Spacecraft properties
- Spacecraft type: Lira
- Manufacturer: Yuzhnoye
- Launch mass: 650 kilograms (1,430 lb)

Start of mission
- Launch date: 3 April 1980, 07:40 UTC
- Rocket: Kosmos-3M
- Launch site: Plesetsk 132/2

Orbital parameters
- Reference system: Geocentric
- Regime: Low Earth
- Perigee altitude: 969 kilometres (602 mi)
- Apogee altitude: 1,001 kilometres (622 mi)
- Inclination: 65.8 degrees
- Period: 104.8 minutes

= Kosmos 1171 =

Soviet anti-satellite test target satellite

Kosmos 1171 (Космос 1171 meaning Cosmos 1171) was a satellite which was used as a target for tests of anti-satellite weapons.

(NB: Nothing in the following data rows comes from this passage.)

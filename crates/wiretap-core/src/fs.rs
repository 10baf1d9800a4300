//! The file-system operations diagnostics need, behind a trait so setup can be
//! exercised against fakes.

use std::fs::{self, File, OpenOptions};
use std::io::{self, Write};
use std::path::Path;

/// A writable file that can be forced to durable storage.
pub trait DumpFile: Write + Send {
    fn sync(&mut self) -> io::Result<()>;
}

impl DumpFile for File {
    fn sync(&mut self) -> io::Result<()> {
        self.sync_data()
    }
}

pub trait FileSystem: Send + Sync {
    /// Stat `path`. `Ok(false)` means it does not exist.
    fn exists(&self, path: &Path) -> io::Result<bool>;

    /// Create `path` and any missing parents.
    fn create_dir(&self, path: &Path) -> io::Result<()>;

    /// Open `path` write-only for appending, creating it if missing.
    fn open_append(&self, path: &Path) -> io::Result<Box<dyn DumpFile>>;

    /// Open `path` write-only, creating it if missing and truncating it otherwise.
    fn open_truncate(&self, path: &Path) -> io::Result<Box<dyn DumpFile>>;
}

/// The real file system.
#[derive(Clone, Copy, Debug, Default)]
pub struct OsFs;

impl FileSystem for OsFs {
    fn exists(&self, path: &Path) -> io::Result<bool> {
        match fs::metadata(path) {
            Ok(_) => Ok(true),
            Err(e) if e.kind() == io::ErrorKind::NotFound => Ok(false),
            Err(e) => Err(e),
        }
    }

    fn create_dir(&self, path: &Path) -> io::Result<()> {
        fs::create_dir_all(path)
    }

    fn open_append(&self, path: &Path) -> io::Result<Box<dyn DumpFile>> {
        let file = OpenOptions::new().create(true).append(true).open(path)?;
        Ok(Box::new(file))
    }

    fn open_truncate(&self, path: &Path) -> io::Result<Box<dyn DumpFile>> {
        let file = OpenOptions::new()
            .create(true)
            .write(true)
            .truncate(true)
            .open(path)?;
        Ok(Box::new(file))
    }
}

It was launched by the Soviet Union in 1980 as part of the Dnepropetrovsk Sputnik programme, and used as a target for Kosmos 1174, as part of the Istrebitel Sputnikov programme.

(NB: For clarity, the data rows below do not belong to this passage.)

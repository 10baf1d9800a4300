//! Diagnostics configuration.

use std::env;
use std::path::PathBuf;

/// Enables the request dump channel when set.
pub const REQUEST_LOG_ENV: &str = "WIRETAP_REQUEST_LOG";
/// Enables the response dump channel when set.
pub const RESPONSE_LOG_ENV: &str = "WIRETAP_RESPONSE_LOG";

const DEFAULT_LOG_DIR: &str = ".logs";

/// Where each dump channel writes, if it is active at all.
#[derive(Clone, Debug, Default)]
pub struct TrafficConfig {
    pub request_log: Option<PathBuf>,
    pub response_log: Option<PathBuf>,
}

impl TrafficConfig {
    /// Create configuration from environment variables.
    ///
    /// A variable that is present activates its channel, even when empty.
    pub fn from_env() -> Self {
        Self {
            request_log: env::var_os(REQUEST_LOG_ENV).map(PathBuf::from),
            response_log: env::var_os(RESPONSE_LOG_ENV).map(PathBuf::from),
        }
    }
}

/// Configuration for the console and file logger.
#[derive(Clone, Debug)]
pub struct LoggingConfig {
    pub verbose: bool,
    pub log_dir: PathBuf,
}

impl Default for LoggingConfig {
    fn default() -> Self {
        Self {
            verbose: false,
            log_dir: PathBuf::from(DEFAULT_LOG_DIR),
        }
    }
}

/// Combined configuration for logging and traffic dumps.
#[derive(Clone, Debug, Default)]
pub struct DiagnosticsConfig {
    pub logging: LoggingConfig,
    pub traffic: TrafficConfig,
}

impl DiagnosticsConfig {
    pub fn from_env(verbose: bool) -> Self {
        Self {
            logging: LoggingConfig {
                verbose,
                ..LoggingConfig::default()
            },
            traffic: TrafficConfig::from_env(),
        }
    }
}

It was launched aboard a Kosmos-3M carrier rocket, from Site 132/2 at the Plesetsk Cosmodrome. The launch occurred at 07:40 UTC on 3 April 1980.

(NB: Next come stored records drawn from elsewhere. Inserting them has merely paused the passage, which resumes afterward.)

//! Request/response dump channels.
//!
//! Each channel is activated once, when the recorder is opened, and stays in
//! that state for the recorder's lifetime. A record looks like
//!
//! ```text
//! Request-ID: <id>
//! <raw wire dump>
//! =========================
//! ```
//!
//! The `Request-ID:` line is always written for requests, but only for
//! responses recorded with a non-empty id.

use std::io::Write;
use std::path::{self, Path, PathBuf};
use std::sync::{Mutex, PoisonError};

use http::{Request, Response};
use tracing::debug;

use crate::config::TrafficConfig;
use crate::dump;
use crate::error::{Channel, DiagnosticsError, Result};
use crate::fs::{DumpFile, FileSystem};
use crate::policy;

const SEPARATOR: &[u8] = b"\n=========================\n";

/// Appends request and response dumps to their channel files.
///
/// Safe to share between threads: each record is rendered into one buffer and
/// written with a single `write_all` plus sync while the channel is locked, so
/// concurrent records never interleave.
pub struct TrafficRecorder {
    request: Option<ChannelSink>,
    response: Option<ChannelSink>,
}

struct ChannelSink {
    channel: Channel,
    path: PathBuf,
    file: Mutex<Box<dyn DumpFile>>,
}

impl TrafficRecorder {
    /// Activate the channels `config` names, request first.
    pub fn open(fs: &dyn FileSystem, config: &TrafficConfig) -> Result<Self> {
        let request = ChannelSink::open(fs, Channel::Request, config.request_log.as_deref())?;
        let response = ChannelSink::open(fs, Channel::Response, config.response_log.as_deref())?;
        Ok(Self { request, response })
    }

    /// A recorder with both channels inactive.
    pub fn disabled() -> Self {
        Self {
            request: None,
            response: None,
        }
    }

    pub fn is_request_active(&self) -> bool {
        self.request.is_some()
    }

    pub fn is_response_active(&self) -> bool {
        self.response.is_some()
    }

    /// Path of the active request dump file.
    pub fn request_log(&self) -> Option<&Path> {
        self.request.as_ref().map(|sink| sink.path.as_path())
    }

    /// Path of the active response dump file.
    pub fn response_log(&self) -> Option<&Path> {
        self.response.as_ref().map(|sink| sink.path.as_path())
    }

    /// Append `request` to the request channel. A no-op when it is inactive.
    pub fn record_request<B: AsRef<[u8]>>(&self, id: &str, request: &Request<B>) -> Result<()> {
        let Some(sink) = &self.request else {
            return Ok(());
        };

        let include_body = policy::body_included(request.headers());
        let mut record = id_line(id);
        record.extend(dump::dump_request(request, include_body));
        record.extend_from_slice(SEPARATOR);
        sink.append(&record)
    }

    /// Append `response` to the response channel. A no-op when it is inactive.
    ///
    /// An empty `id` omits the `Request-ID:` line.
    pub fn record_response<B: AsRef<[u8]>>(
        &self,
        id: &str,
        response: &Response<B>,
    ) -> Result<()> {
        let Some(sink) = &self.response else {
            return Ok(());
        };

        let include_body = policy::body_included(response.headers());
        let mut record = if id.is_empty() { Vec::new() } else { id_line(id) };
        record.extend(dump::dump_response(response, include_body));
        record.extend_from_slice(SEPARATOR);
        sink.append(&record)
    }
}

impl ChannelSink {
    fn open(fs: &dyn FileSystem, channel: Channel, raw: Option<&Path>) -> Result<Option<Self>> {
        let Some(raw) = raw else {
            debug!("{channel} log not activated");
            return Ok(None);
        };

        let path = path::absolute(raw).map_err(|source| DiagnosticsError::ActivationPath {
            channel,
            path: raw.to_path_buf(),
            source,
        })?;
        debug!("{channel} log activated at {}", path.display());

        let file = fs
            .open_truncate(&path)
            .map_err(|source| DiagnosticsError::FileOpen {
                channel,
                path: path.clone(),
                source,
            })?;

        Ok(Some(Self {
            channel,
            path,
            file: Mutex::new(file),
        }))
    }

    fn append(&self, record: &[u8]) -> Result<()> {
        // A panic mid-write leaves nothing in the handle worth protecting.
        let mut file = self.file.lock().unwrap_or_else(PoisonError::into_inner);
        file.write_all(record)
            .and_then(|()| file.sync())
            .map_err(|source| DiagnosticsError::Write {
                channel: self.channel,
                source,
            })
    }
}

fn id_line(id: &str) -> Vec<u8> {
    format!("Request-ID: {id}\n").into_bytes()
}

Kosmos 1171 was placed into a low Earth orbit with a perigee of 969 km, an apogee of 1001 km, 65.8 degrees of inclination, and an orbital period of 104.8 minutes. It was to have been intercepted by Kosmos 1174 on 18 April, however the interceptor malfunctioned and missed the target. Two further attempts over the next two days also failed, before the interceptor was commanded to self-destruct. As of 2009, Kosmos 1171 is still in orbit.

Kosmos 1171 was the eighth of ten Lira satellites to be launched, of which all but the first were successful. Lira was derived from the earlier DS-P1-M satellite, which it replaced.